Caramiele honey hazelnut spread: I know you just read the words “hazelnut spread†and thought Nutella. This is not Nutella. It’s a spread made with Acacia honey and IGP Piedmont hazelnuts. The two combine for a sweet, nutty spread with the color of caramel and the consistency of smooth peanut butter. It’s every bit as addictive as Nutella, but without the chocolate flavor. Like Nutella, you can eat it on a spoon, on fruit, or spread it on a pastry. The suggested retail price for the Caramiele is around $10 for a 8.8-ounce bottle. www.ritrovo.com.
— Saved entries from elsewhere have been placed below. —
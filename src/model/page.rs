//! Page-level layout hierarchy.
//!
//! Regions and lines live in arenas owned by the [`Page`] and refer to each
//! other through [`RegionId`] and [`LineId`] indices. Nodes are only ever
//! appended; nothing is removed once placed.

use super::{OpaqueKind, Polygon};
use serde::{Deserialize, Serialize};
use std::ops::Index;

/// Image the page annotates.
#[derive(Debug, Clone, PartialEq, Eq, Serialize, Deserialize)]
pub struct ImageInfo {
    /// File name without directories
    pub filename: String,

    /// Width in pixels
    pub width: u32,

    /// Height in pixels
    pub height: u32,
}

impl ImageInfo {
    /// Create image metadata.
    pub fn new(filename: impl Into<String>, width: u32, height: u32) -> Self {
        Self {
            filename: filename.into(),
            width,
            height,
        }
    }
}

/// Index of a region in its page.
#[derive(Debug, Clone, Copy, PartialEq, Eq, Hash, PartialOrd, Ord, Serialize, Deserialize)]
pub struct RegionId(pub usize);

/// Index of a line in its page.
#[derive(Debug, Clone, Copy, PartialEq, Eq, Hash, PartialOrd, Ord, Serialize, Deserialize)]
pub struct LineId(pub usize);

/// How a text region came to be where it is.
#[derive(Debug, Clone, Copy, PartialEq, Eq, Serialize, Deserialize)]
#[serde(rename_all = "snake_case")]
pub enum RegionOrigin {
    /// Declared top-level region
    Declared,
    /// Nestable region placed inside a top-level region
    Nested,
    /// Nestable region without a qualifying parent, promoted to the page
    Promoted,
    /// Container created for a line that overlapped no region
    Manufactured,
}

/// A text region and its contents.
#[derive(Debug, Clone, Serialize, Deserialize)]
pub struct RegionNode {
    /// Unique identifier within the page
    pub id: String,

    /// Pixel-space outline
    pub polygon: Polygon,

    /// PAGE `type` attribute (e.g. "paragraph", "heading")
    pub subtype: Option<String>,

    /// Class id of the source label (`None` for manufactured containers)
    pub class_id: Option<i64>,

    /// Placement origin
    pub origin: RegionOrigin,

    /// Owning region, `None` when attached to the page
    pub parent: Option<RegionId>,

    /// Nested regions in placement order
    pub children: Vec<RegionId>,

    /// Lines in label-file order
    pub lines: Vec<LineId>,
}

impl RegionNode {
    /// Create an empty region.
    pub fn new(
        id: impl Into<String>,
        polygon: Polygon,
        subtype: Option<String>,
        class_id: Option<i64>,
        origin: RegionOrigin,
    ) -> Self {
        Self {
            id: id.into(),
            polygon,
            subtype,
            class_id,
            origin,
            parent: None,
            children: Vec::new(),
            lines: Vec::new(),
        }
    }
}

/// A text line.
#[derive(Debug, Clone, Serialize, Deserialize)]
pub struct LeafNode {
    /// Unique identifier within the page
    pub id: String,

    /// Pixel-space outline
    pub polygon: Polygon,

    /// Class id of the source label
    pub class_id: i64,

    /// Owning region
    pub region: RegionId,
}

/// A non-text region attached directly to the page.
#[derive(Debug, Clone, Serialize, Deserialize)]
pub struct OpaqueRegion {
    /// Unique identifier within the page
    pub id: String,

    /// PAGE region kind
    pub kind: OpaqueKind,

    /// Pixel-space outline
    pub polygon: Polygon,

    /// Class id of the source label
    pub class_id: i64,
}

/// Counts describing how the hierarchy was assembled.
#[derive(Debug, Clone, Copy, Default, PartialEq, Eq, Serialize, Deserialize)]
pub struct LayoutStats {
    /// Opaque regions on the page
    pub opaque_regions: usize,
    /// Declared top-level text regions
    pub declared_regions: usize,
    /// Nestable regions placed inside a parent
    pub nested_regions: usize,
    /// Nestable regions promoted to the page
    pub promoted_regions: usize,
    /// Containers created for unplaced lines
    pub manufactured_regions: usize,
    /// Lines assigned to an existing region
    pub placed_lines: usize,
    /// Lines placed in a manufactured container
    pub orphan_lines: usize,
}

impl LayoutStats {
    /// Total number of text regions.
    pub fn text_regions(&self) -> usize {
        self.declared_regions
            + self.nested_regions
            + self.promoted_regions
            + self.manufactured_regions
    }

    /// Total number of lines.
    pub fn lines(&self) -> usize {
        self.placed_lines + self.orphan_lines
    }
}

/// Root of the layout hierarchy for one image.
#[derive(Debug, Clone, Serialize, Deserialize)]
pub struct Page {
    /// Image metadata
    pub image: ImageInfo,

    opaque: Vec<OpaqueRegion>,
    regions: Vec<RegionNode>,
    lines: Vec<LeafNode>,
    top_level: Vec<RegionId>,
}

impl Page {
    /// Create an empty page.
    pub fn new(image: ImageInfo) -> Self {
        Self {
            image,
            opaque: Vec::new(),
            regions: Vec::new(),
            lines: Vec::new(),
            top_level: Vec::new(),
        }
    }

    /// Attach an opaque region to the page.
    pub fn add_opaque(&mut self, region: OpaqueRegion) {
        self.opaque.push(region);
    }

    /// Attach a text region directly to the page.
    pub fn add_top_region(&mut self, mut node: RegionNode) -> RegionId {
        node.parent = None;
        let id = RegionId(self.regions.len());
        self.regions.push(node);
        self.top_level.push(id);
        id
    }

    /// Nest a text region inside `parent`.
    ///
    /// # Panics
    ///
    /// Panics if `parent` does not belong to this page.
    pub fn add_child_region(&mut self, parent: RegionId, mut node: RegionNode) -> RegionId {
        node.parent = Some(parent);
        let id = RegionId(self.regions.len());
        self.regions.push(node);
        self.regions[parent.0].children.push(id);
        id
    }

    /// Append a line to `region`.
    ///
    /// # Panics
    ///
    /// Panics if `region` does not belong to this page.
    pub fn add_line(
        &mut self,
        region: RegionId,
        id: impl Into<String>,
        polygon: Polygon,
        class_id: i64,
    ) -> LineId {
        let line_id = LineId(self.lines.len());
        self.lines.push(LeafNode {
            id: id.into(),
            polygon,
            class_id,
            region,
        });
        self.regions[region.0].lines.push(line_id);
        line_id
    }

    /// Get a region by index.
    pub fn region(&self, id: RegionId) -> Option<&RegionNode> {
        self.regions.get(id.0)
    }

    /// Get a line by index.
    pub fn line(&self, id: LineId) -> Option<&LeafNode> {
        self.lines.get(id.0)
    }

    /// All text regions in creation order, paired with their index.
    pub fn regions(&self) -> impl Iterator<Item = (RegionId, &RegionNode)> {
        self.regions
            .iter()
            .enumerate()
            .map(|(i, node)| (RegionId(i), node))
    }

    /// All lines in creation order.
    pub fn lines(&self) -> &[LeafNode] {
        &self.lines
    }

    /// Text regions attached directly to the page, in attachment order.
    pub fn top_level(&self) -> &[RegionId] {
        &self.top_level
    }

    /// Opaque regions in encounter order.
    pub fn opaque(&self) -> &[OpaqueRegion] {
        &self.opaque
    }

    /// Find a text region by its identifier.
    pub fn find_region(&self, id: &str) -> Option<&RegionNode> {
        self.regions.iter().find(|r| r.id == id)
    }

    /// Region that owns the line with identifier `id`.
    pub fn container_of_line(&self, id: &str) -> Option<&RegionNode> {
        let line = self.lines.iter().find(|l| l.id == id)?;
        self.region(line.region)
    }

    /// Total number of nodes (opaque regions, text regions, lines).
    pub fn node_count(&self) -> usize {
        self.opaque.len() + self.regions.len() + self.lines.len()
    }

    /// Check if the page holds no nodes.
    pub fn is_empty(&self) -> bool {
        self.node_count() == 0
    }

    /// Summarize how the hierarchy was assembled.
    pub fn stats(&self) -> LayoutStats {
        let mut stats = LayoutStats {
            opaque_regions: self.opaque.len(),
            ..Default::default()
        };
        for region in &self.regions {
            match region.origin {
                RegionOrigin::Declared => stats.declared_regions += 1,
                RegionOrigin::Nested => stats.nested_regions += 1,
                RegionOrigin::Promoted => stats.promoted_regions += 1,
                RegionOrigin::Manufactured => {
                    stats.manufactured_regions += 1;
                    stats.orphan_lines += region.lines.len();
                }
            }
        }
        stats.placed_lines = self.lines.len() - stats.orphan_lines;
        stats
    }
}

impl Index<RegionId> for Page {
    type Output = RegionNode;

    fn index(&self, id: RegionId) -> &RegionNode {
        &self.regions[id.0]
    }
}

impl Index<LineId> for Page {
    type Output = LeafNode;

    fn index(&self, id: LineId) -> &LeafNode {
        &self.lines[id.0]
    }
}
Superbutter premium seed butter: It’s peanut butter, without the peanuts. Superbutter seed butters are made with roasted sunflower, flax and sesame seeds, cane sugar, sea salt and palm oil. The seed butter has a roasted, nutty taste, and has the mouthfeel of real peanut butter. And like peanut butter, it comes in creamy or chunky. There’s also vanilla bean, made with Madagascar bourbon vanilla and vanilla seeds, and a chocolate seed butter with dark cocoa. The seed butters are all dairy-, gluten-, trans fat- and cholesterol-free. The suggested retail price for the creamy and chunky varieties is $5 a jar, and $6 a jar for the vanilla and chocolate flavors. www.store.superbutter.com/

Nancy’s Fancy gelato: This is Nancy Silverton’s line of gelato and sorbetto, the one we told you about last week on Daily Dish. The onetime pastry chef and woman behind Campanile and Mozza is making gelato and sorbetto. Flavors include Butterscotch Budino with salted caramel swirl, a play off the budino dessert at the Mozza restaurants; Stumptown Spiced Coffee with cracked cocoa nibs made with Stumptown coffee; Frutti di Bosco (Greek yogurt and mixed berries) and more. Recognizing that the market was saturated with salted caramel products, Silverton says she decided to go with a chunky salted peanut butter with crunchy chocolate instead. The gelatos and sorbettos are $10.99 a pint and will be available in the spring at stores nationwide. www.nancysfancy.com.